### [Exercise aim]
Show every line in the entries below where the word "repository" appears.

### [Recorded data]

_ _ _ _ _

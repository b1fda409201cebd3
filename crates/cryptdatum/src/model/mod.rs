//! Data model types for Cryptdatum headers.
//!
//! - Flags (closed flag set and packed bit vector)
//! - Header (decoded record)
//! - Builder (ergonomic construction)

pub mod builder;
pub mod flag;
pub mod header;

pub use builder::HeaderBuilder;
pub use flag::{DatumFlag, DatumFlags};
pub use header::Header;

_ _ _ _ _

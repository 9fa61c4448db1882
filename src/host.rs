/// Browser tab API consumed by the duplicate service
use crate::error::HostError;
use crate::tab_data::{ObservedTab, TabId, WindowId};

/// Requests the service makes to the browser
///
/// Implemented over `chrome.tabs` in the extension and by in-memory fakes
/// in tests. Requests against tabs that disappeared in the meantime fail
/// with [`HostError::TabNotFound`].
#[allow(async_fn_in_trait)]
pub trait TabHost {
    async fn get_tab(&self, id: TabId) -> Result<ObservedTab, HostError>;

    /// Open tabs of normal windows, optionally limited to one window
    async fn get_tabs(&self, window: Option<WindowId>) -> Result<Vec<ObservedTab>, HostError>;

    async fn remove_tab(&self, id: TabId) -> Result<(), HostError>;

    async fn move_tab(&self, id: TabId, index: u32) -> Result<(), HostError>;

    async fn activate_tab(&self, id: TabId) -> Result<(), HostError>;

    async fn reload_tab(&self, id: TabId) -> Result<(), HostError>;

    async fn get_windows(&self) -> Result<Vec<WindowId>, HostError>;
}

_ _ _ _ _

### [Response]
repository b1fda409201cebd3
repository 9fa61c4448db1882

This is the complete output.